In the 1982 season, Swedish football introduced a playoff system for the top 8 teams in Allsvenskan to decide a champion. The playoffs consisted of two matches in which the aggregate score would determine who would advance. The club had placed second overall that season and had not lost a home game. After defeating Örgryte in the quarter-finals, and coming back from a 1–3 deficit to beat Elfsborg 4–3 in the semi-finals, Hammarby was in the final against IFK Göteborg. Hammarby won its away match 2–1, but lost 1–3 in its home match to a sold out crowd.[note 2]
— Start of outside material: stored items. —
//! Monster system
//!
//! Races and instances, the direction heuristics that steer them, and the
//! per-turn machinery that moves them.

pub mod ai;
mod direction;
pub mod flee;
mod monst;
pub mod movement;
pub mod process;
pub mod pursuit;
mod race;
mod rings;
pub mod scheduler;

pub use ai::{choose_moves, first_step};
pub use direction::{Direction, MoveChoice, MovePlan};
pub use monst::{are_enemies, Allegiance, Monster, MonsterFlags, MonsterId, MonsterTimers};
pub use movement::{resolve_movement, Behaviors, MoveOutcome};
pub use process::{resolve_monster_action, TurnAction, TurnReport};
pub use race::{Bestiary, Elements, MonsterRace, RaceFlags, RaceId, RaceLore, SpellSet};
pub use rings::RingTable;
pub use scheduler::{run_monster_turn_scan, ScanSummary};
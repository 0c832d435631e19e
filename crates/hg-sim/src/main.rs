//! Headless monster simulator
//!
//! Builds a small fixed floor, then runs the monster scan for a number of
//! game turns with the player standing still, printing the map at the end.

mod flow;

use std::error::Error;
use std::path::PathBuf;

use clap::Parser;
use tracing::{debug, info, warn};

use hg_core::dungeon::Pos;
use hg_core::monster::{run_monster_turn_scan, Allegiance, MonsterId, MonsterRace, RaceFlags, SpellSet};
use hg_core::world::{AiConfig, DirtyFlags, MonsterEvent, MonsterHooks, World, WorldBuilder};

/// Run the monster engine on a demo floor
#[derive(Parser, Debug)]
#[command(name = "hg-sim")]
#[command(author, version, about = "Watch monsters hunt a motionless player", long_about = None)]
struct Args {
    /// Random seed
    #[arg(short = 's', long = "seed", default_value_t = 0)]
    seed: u64,

    /// Game turns to simulate
    #[arg(short = 't', long = "turns", default_value_t = 200)]
    turns: u32,

    /// JSON file with engine tunables
    #[arg(short = 'c', long = "config")]
    config: Option<PathBuf>,

    /// Print the tunables in use and exit
    #[arg(long = "dump-config")]
    dump_config: bool,

    /// Print the map every N turns (0 = only at the end)
    #[arg(long = "every", default_value_t = 0)]
    every: u32,

    /// More logging (-v debug, -vv trace)
    #[arg(short = 'v', long = "verbose", action = clap::ArgAction::Count)]
    verbose: u8,
}

const DEMO_MAP: &[&str] = &[
    "##################################",
    "#........#...........#...........#",
    "#..oo....+...........#....$......#",
    "#..o.....#.....@.....#...........#",
    "#........#...........+.......r...#",
    "######+###.....C.....#...........#",
    "#........#...........#####'#######",
    "#...w....#...........#...........#",
    "#........#....TT.....#.....!.....#",
    "#........+....TT.....+.....p.....#",
    "##################################",
];

fn demo_races() -> Vec<(char, MonsterRace)> {
    vec![
        (
            'o',
            MonsterRace {
                flags: RaceFlags::FRIENDS | RaceFlags::OPEN_DOOR | RaceFlags::BASH_DOOR | RaceFlags::ORC,
                mexp: 30,
                max_hp: 12,
                ..MonsterRace::new("cave orc", 'o', 7)
            },
        ),
        (
            'w',
            MonsterRace {
                flags: RaceFlags::MULTIPLY | RaceFlags::RAND_50 | RaceFlags::ANIMAL | RaceFlags::STUPID,
                mexp: 3,
                max_hp: 5,
                ..MonsterRace::new("giant white louse", 'w', 3)
            },
        ),
        (
            'r',
            MonsterRace {
                flags: RaceFlags::KILL_WALL | RaceFlags::ANIMAL,
                mexp: 40,
                max_hp: 30,
                ..MonsterRace::new("rock mole", 'r', 9)
            },
        ),
        (
            'p',
            MonsterRace {
                flags: RaceFlags::TAKE_ITEM | RaceFlags::OPEN_DOOR | RaceFlags::EVIL | RaceFlags::HUMAN,
                mexp: 25,
                max_hp: 20,
                spell_freq: 20,
                spells: SpellSet::ATTACK,
                ..MonsterRace::new("cutpurse", 'p', 8)
            },
        ),
        (
            'C',
            MonsterRace {
                flags: RaceFlags::ANIMAL | RaceFlags::RIDING,
                mexp: 30,
                max_hp: 25,
                ..MonsterRace::new("jackal", 'C', 4)
            },
        ),
    ]
}

/// Collaborators for the simulation: simple melee and event logging
#[derive(Debug, Default)]
struct SimHooks {
    blows_taken: u32,
}

impl MonsterHooks for SimHooks {
    fn attack_player(&mut self, world: &mut World, attacker: MonsterId) {
        self.blows_taken += 1;
        let damage = world.rng.damroll(1, 4);
        world.player.hp -= damage;
        info!(monster = attacker.0, damage, hp = world.player.hp, "player hit");
        if world.player.hp < 0 {
            world.player.dead = true;
        }
    }

    fn attack_monster(&mut self, world: &mut World, attacker: MonsterId, defender: MonsterId) -> bool {
        let damage = world.rng.damroll(2, 4);
        let killed = match world.floor.monster_mut(defender) {
            Some(m) => {
                m.hp -= damage;
                m.wake();
                !m.is_alive()
            }
            None => return false,
        };
        info!(attacker = attacker.0, defender = defender.0, damage, "monster fight");
        if killed {
            info!(monster = defender.0, "slain");
            if let Err(err) = world.remove_monster(defender) {
                warn!(monster = defender.0, %err, "could not remove slain monster");
            }
        }
        true
    }

    fn observe(&mut self, _world: &World, event: MonsterEvent) {
        debug!(?event, "event");
    }
}

fn render(world: &World) -> String {
    let mut out = String::new();
    for y in 0..world.floor.height() {
        for x in 0..world.floor.width() {
            let pos = Pos::new(y, x);
            let symbol = if pos == world.player.pos {
                '@'
            } else if let Some(m) = world.floor.monster_at(pos).and_then(|id| world.floor.monster(id)) {
                world.bestiary.get(m.race).map_or('?', |r| r.symbol)
            } else if world.floor.cell(pos).is_some_and(|c| !c.items.is_empty()) {
                '&'
            } else {
                world.floor.feature(pos).map_or(' ', |f| f.symbol)
            };
            out.push(symbol);
        }
        out.push('\n');
    }
    out
}

fn build_world(seed: u64, config: AiConfig) -> Result<World, Box<dyn Error>> {
    let mut builder = WorldBuilder::new().map(DEMO_MAP).seed(seed).config(config);
    for (symbol, race) in demo_races() {
        builder = builder.race(symbol, race);
    }
    let mut world = builder.build()?;
    world.player.max_hp = 60;
    world.player.hp = 60;
    world.player.level = 10;

    if let Some(jackal) = world.floor.monster_at(Pos::new(5, 15)) {
        if let Some(m) = world.floor.monster_mut(jackal) {
            m.allegiance = Allegiance::Pet;
        }
    }
    Ok(world)
}

fn main() -> Result<(), Box<dyn Error>> {
    let args = Args::parse();

    let level = match args.verbose {
        0 => "info",
        1 => "debug",
        _ => "trace",
    };
    tracing_subscriber::fmt()
        .with_env_filter(
            tracing_subscriber::EnvFilter::try_from_default_env()
                .unwrap_or_else(|_| tracing_subscriber::EnvFilter::new(level)),
        )
        .with_writer(std::io::stderr)
        .init();

    let config = match &args.config {
        Some(path) => AiConfig::load(path)?,
        None => AiConfig::default(),
    };
    if args.dump_config {
        println!("{}", config.to_json()?);
        return Ok(());
    }

    let mut world = build_world(args.seed, config)?;
    let mut hooks = SimHooks::default();
    info!(seed = args.seed, monsters = world.floor.monster_count(), "simulation start");

    for turn in 1..=args.turns {
        world.turn = turn;
        flow::update_flow(&mut world.floor, world.player.pos);
        flow::update_scent(&mut world.floor, world.player.pos, turn);
        world.dirty.remove(DirtyFlags::FLOW);

        let summary = run_monster_turn_scan(&mut world, &mut hooks);
        debug!(turn, acted = summary.acted, removed = summary.removed, "turn");
        world.redraw.clear();

        if args.every > 0 && turn % args.every == 0 {
            println!("turn {turn}\n{}", render(&world));
        }
        if world.player.dead {
            info!(turn, "the player has died");
            break;
        }
    }

    println!("{}", render(&world));
    let summary = serde_json::json!({
        "turn": world.turn,
        "monsters": world.floor.monster_count(),
        "player_hp": world.player.hp,
        "player_max_hp": world.player.max_hp,
        "blows_taken": hooks.blows_taken,
        "breeders": world.floor.num_repro,
        "dirty": world.dirty,
    });
    println!("{}", serde_json::to_string_pretty(&summary)?);
    Ok(())
}

#[cfg(test)]
mod tests {
    use super::*;

    #[test]
    fn test_slain_defender_is_removed() {
        let mut world = build_world(3, AiConfig::default()).unwrap();
        let attacker = world.floor.monster_at(Pos::new(2, 3)).unwrap();
        let defender = world.floor.monster_at(Pos::new(2, 4)).unwrap();
        world.floor.monster_mut(defender).unwrap().hp = 0;

        let mut hooks = SimHooks::default();
        assert!(hooks.attack_monster(&mut world, attacker, defender));
        assert!(world.floor.monster(defender).is_none());
        assert!(world.floor.check_occupancy().is_ok());
    }

    #[test]
    fn test_attack_on_missing_monster_does_nothing() {
        let mut world = build_world(3, AiConfig::default()).unwrap();
        let attacker = world.floor.monster_at(Pos::new(2, 3)).unwrap();
        let defender = world.floor.monster_at(Pos::new(2, 4)).unwrap();
        world.remove_monster(defender).unwrap();

        let mut hooks = SimHooks::default();
        assert!(!hooks.attack_monster(&mut world, attacker, defender));
    }
}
In the following year, Hammarby finished fifth in the league, but lost to AIK in the play-offs. In the Svenska Cupen tournament, Hammarby reached the finals but lost against IFK. However, since IFK qualified for the UEFA Cup that year, Hammarby qualified for the UEFA Cup Winners' Cup, its first major international competition, where the club lost to Finland's FC Haka in the second round. The Hammarby squads finished consistently in the top six in the league every year through 1987.[27]

In 1988, Hammarby finished last in the standings and were relegated to the second tier.[27] Although the club placed first in 1989,[28] it finished last in 1990.[27]

1990s–2000s: Tough nineties, restructuring, championsEdit

A chart showing the progress of Hammarby IF through the Swedish football league system. The different shades of grey represent the various league tiers.

Hammarby would stay in the second tier in 1991 and 1992, but in 1993, the team finished in first place and were promoted to Allsvenskan. In 1995 Allsvenskan, the team finished last and were relegated, but returned to the 1998 Allsvenskan with a third-place finish.[29]

Prior to the 2001 Allsvenskan season, the club had financially tough times, leading experts to conclude that the team was weak, and one journalist predicted a last place finish.[citation needed] Halfway through the 2001 season, manager Sören Cratz was informed that his contract would not be extended because the club's board wanted Hammarby to play a positive, attacking and fun football, something the board did not think that Cratz did.[note 3] However, the club took the lead in the standings and in the second-to-last match, which was against Örgryte IS on 21 October, the club won 3–2 and secured its first ever Allsvenskan championship.

Hammarby stayed in Allsvenskan for the rest of the 2000s: In 2003 Allsvenskan the club finished second, and participated in the second qualifying and first rounds of the 2004–05 UEFA Cup. In 2006 Allsvenskan, Hammarby placed third overall and advanced to the UEFA Intertoto Cup, where they won their third round match, which advanced the team to the second qualifying and first rounds of the 2007–08 UEFA Cup.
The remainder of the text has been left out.